PhD Students Wanted

I am looking for more research students to join the Alchemy Project. This project focuses on all aspects of distributed systems - in particular, I am looking for students who are interested in fault tolerance, task scheduling, and agent-based dynamic distribution. My primary interests are to automate all aspects of distributed systems so that they become more accessible and easier to use by the average programmer.

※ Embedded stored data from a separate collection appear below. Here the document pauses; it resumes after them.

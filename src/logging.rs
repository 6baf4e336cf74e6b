//! Logging infrastructure using tracing + tracing-subscriber
//!
//! Features:
//! - Console output on stderr (stdout stays free for command output)
//! - Daily rotated file logging
//! - JSON format option
//! - Per-module log levels via RUST_LOG

use std::fs;
use std::path::Path;

use tracing::Level;
use tracing_appender::non_blocking::WorkerGuard;
use tracing_appender::rolling::{RollingFileAppender, Rotation};
use tracing_subscriber::filter::Directive;
use tracing_subscriber::layer::SubscriberExt;
use tracing_subscriber::util::SubscriberInitExt;
use tracing_subscriber::{fmt, EnvFilter, Layer};

use crate::config::LoggingSettings;
use crate::error::{Error, Result};

/// Dependencies that are only interesting when something breaks
const QUIET_DEPENDENCIES: &[&str] = &["hyper=warn", "reqwest=warn", "rustls=warn", "h2=warn"];

/// Guards that must be held for the lifetime of the application
/// to ensure logs are flushed properly
pub struct LogGuards {
    _file_guard: Option<WorkerGuard>,
}

/// Initialize the logging system
///
/// Returns guards that must be kept alive for the duration of the program.
pub fn init_logging(settings: &LoggingSettings, verbose: u8, quiet: bool) -> Result<LogGuards> {
    let level = determine_level(settings, verbose, quiet);
    let env_filter = build_env_filter(level)?;
    let console_layer = build_console_layer(settings.json_format);

    let (file_layer, file_guard) = match settings.file {
        Some(ref log_file) => {
            let (layer, guard) = build_file_layer(log_file, settings.max_files, settings.json_format)?;
            (Some(layer), Some(guard))
        }
        None => (None, None),
    };

    tracing_subscriber::registry()
        .with(env_filter)
        .with(console_layer)
        .with(file_layer)
        .try_init()
        .map_err(|e| Error::Config(format!("Failed to initialize logging: {}", e)))?;

    tracing::debug!(
        level = %level,
        file = ?settings.file,
        json = settings.json_format,
        "Logging initialized"
    );

    Ok(LogGuards {
        _file_guard: file_guard,
    })
}

/// Determine the effective log level based on settings and CLI flags
fn determine_level(settings: &LoggingSettings, verbose: u8, quiet: bool) -> Level {
    if quiet {
        return Level::ERROR;
    }

    match verbose {
        0 => parse_level(&settings.level),
        1 => Level::DEBUG,
        _ => Level::TRACE,
    }
}

/// Parse a log level string
fn parse_level(level_str: &str) -> Level {
    match level_str.to_lowercase().as_str() {
        "trace" => Level::TRACE,
        "debug" => Level::DEBUG,
        "info" => Level::INFO,
        "warn" | "warning" => Level::WARN,
        "error" => Level::ERROR,
        _ => Level::INFO,
    }
}

fn directive(text: &str) -> Result<Directive> {
    text.parse()
        .map_err(|e| Error::Config(format!("Invalid log directive '{}': {}", text, e)))
}

/// Build the environment filter with support for RUST_LOG
fn build_env_filter(cli_level: Level) -> Result<EnvFilter> {
    let base_filter = cli_level.to_string().to_lowercase();

    let mut filter = EnvFilter::try_from_default_env()
        .unwrap_or_else(|_| EnvFilter::new(&base_filter))
        .add_directive(directive(&format!("presence_roles={}", base_filter))?);

    for noisy in QUIET_DEPENDENCIES {
        filter = filter.add_directive(directive(noisy)?);
    }

    Ok(filter)
}

/// Build the console output layer
fn build_console_layer<S>(json_format: bool) -> Box<dyn Layer<S> + Send + Sync>
where
    S: tracing::Subscriber + for<'a> tracing_subscriber::registry::LookupSpan<'a>,
{
    if json_format {
        Box::new(
            fmt::layer()
                .json()
                .with_writer(std::io::stderr)
                .with_target(true)
                .with_file(true)
                .with_line_number(true),
        )
    } else {
        Box::new(
            fmt::layer()
                .with_writer(std::io::stderr)
                .with_target(false)
                .with_ansi(true)
                .compact(),
        )
    }
}

/// Build the file logging layer with daily rotation
fn build_file_layer<S>(
    log_file: &str,
    max_files: u32,
    json_format: bool,
) -> Result<(Box<dyn Layer<S> + Send + Sync>, WorkerGuard)>
where
    S: tracing::Subscriber + for<'a> tracing_subscriber::registry::LookupSpan<'a>,
{
    let path = Path::new(log_file);

    if let Some(parent) = path.parent() {
        fs::create_dir_all(parent).map_err(|e| {
            Error::Config(format!(
                "Failed to create log directory '{}': {}",
                parent.display(),
                e
            ))
        })?;
    }

    let directory = path.parent().unwrap_or(Path::new("."));
    let file_name = path
        .file_stem()
        .and_then(|n| n.to_str())
        .unwrap_or("presence-roles");

    let file_appender = RollingFileAppender::builder()
        .rotation(Rotation::DAILY)
        .filename_prefix(file_name)
        .filename_suffix("log")
        .max_log_files(max_files.max(1) as usize)
        .build(directory)
        .map_err(|e| Error::Config(format!("Failed to create log file appender: {}", e)))?;

    let (non_blocking, guard) = tracing_appender::non_blocking(file_appender);

    let layer: Box<dyn Layer<S> + Send + Sync> = if json_format {
        Box::new(
            fmt::layer()
                .json()
                .with_writer(non_blocking)
                .with_target(true)
                .with_file(true)
                .with_line_number(true)
                .with_ansi(false),
        )
    } else {
        Box::new(
            fmt::layer()
                .with_writer(non_blocking)
                .with_target(true)
                .with_ansi(false),
        )
    };

    Ok((layer, guard))
}

/// Minimal logging for short-lived commands
pub fn init_simple(level: Level) -> Result<()> {
    let filter = EnvFilter::from_default_env().add_directive(level.into());

    tracing_subscriber::registry()
        .with(filter)
        .with(fmt::layer().with_writer(std::io::stderr).compact())
        .try_init()
        .map_err(|e| Error::Config(format!("Failed to initialize logging: {}", e)))?;

    Ok(())
}

#[cfg(test)]
mod tests {
    use super::*;
    use tempfile::TempDir;

    #[test]
    fn test_parse_level() {
        assert_eq!(parse_level("TRACE"), Level::TRACE);
        assert_eq!(parse_level("debug"), Level::DEBUG);
        assert_eq!(parse_level("warning"), Level::WARN);
        assert_eq!(parse_level("error"), Level::ERROR);
        assert_eq!(parse_level("invalid"), Level::INFO);
    }

    #[test]
    fn test_determine_level_flags() {
        let settings = LoggingSettings::default();
        assert_eq!(determine_level(&settings, 0, true), Level::ERROR);
        assert_eq!(determine_level(&settings, 0, false), Level::INFO);
        assert_eq!(determine_level(&settings, 1, false), Level::DEBUG);
        assert_eq!(determine_level(&settings, 3, false), Level::TRACE);
    }

    #[test]
    fn test_determine_level_from_settings() {
        let settings = LoggingSettings {
            level: "warn".to_string(),
            ..Default::default()
        };
        assert_eq!(determine_level(&settings, 0, false), Level::WARN);
    }

    #[test]
    fn test_build_env_filter() {
        assert!(build_env_filter(Level::INFO).is_ok());
        assert!(directive("presence_roles=nope").is_err());
    }

    #[test]
    fn test_file_layer_creates_directory() {
        let temp_dir = TempDir::new().unwrap();
        let log_path = temp_dir.path().join("logs").join("bot.log");

        let result = build_file_layer::<tracing_subscriber::Registry>(
            log_path.to_str().unwrap(),
            5,
            false,
        );

        assert!(result.is_ok());
        assert!(temp_dir.path().join("logs").exists());
    }
}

My work is collaborative with colleagues in Japan, Wales and the United States so students must be prepared to work in a group environment to achieve a common goal. If you are intersted in postgraduate research and distributed systems is the area in which you want to work,, then I suggest that you contact me directly (michael@cs.adelaide.edu.au). A detailed project description, which forms part iof the Alchemy Project, is found below. Research students to work in this area are particularly sought after.

Project Outline

At any given moment the majority of the world's computing resources remain idle. By harnessing this resource pool, an individual computation may be completed in a fraction of the time required to execute on a single machine. This project aims to develop an agent-based framework to make this effective use of resources a reality in such a way that the individual programmer need do minimal work to secure this benefit. The user program should be distributed automatically. Load balancing of machines is necessary to ensure good overall system performance. Robustness is essential to ensure resilience against inevitable machine and network failure. These properties should also be provided automatically to ensure enhanced system performance.

Project in Detail

Using Agent-Based Systems to Support Automated Global Distribution for the Average Programmer: Effective Use of Existing Resources Without Programmer Intervention

Aims, significance and expected outcomes of the project

For large, computationally intensive parallel applications there is much to be gained from globally distributing the application across a wide variety of machines and obtaining a performance speedup. The difficulty is that the programmer wishing to execute such an application may not have the physical resources themselves, nor may they have the necessary skills to effectively distribute the application manually. This project aims to explore the "all care and no responsibility" principle of distribution whereby the average programmer does not wish to take responsibility for the physical distribution and coordination of the application but is, however, concerned with the application throughput and total execution time. The project aims to provide support to programmers for the transparent automated distribution of applications across a wide area network, with delivery of the associated benefits, without excessive programmer involvement. A separate class of programmer involved in high performance computing will, however, wish to retain a degree of control over the distribution of their application. Another aim of the project is to specialise the support provided so that additional functionality and control is provided to experienced programmers working with a computational grid [8]. A computational grid is similar to a power grid in that computers, typically high performance supercomputers, can join and leave the grid as necessary to provide computational support to massive applications. Typically the computers involved are supercomputers and may be associated with specific large data sets. In these cases, it is cheaper to move the computation to the data, rather than move the data to the computation.
This project aims to develop an agent-based [9, 10] framework to perform the distribution of the user application across the available resources and provide appropriate infrastructure support for fault tolerance to the applications programmer. To support heterogeneity, object mobility and remote data access, appropriate middleware [12] must be developed. Agents, mobile autonomous computational units, represent a novel and appropriate mechanism for the development of such a system. Such distributed software architecture lends itself well to software projects such as the Virtual Ship Project at DSTO, Adelaide.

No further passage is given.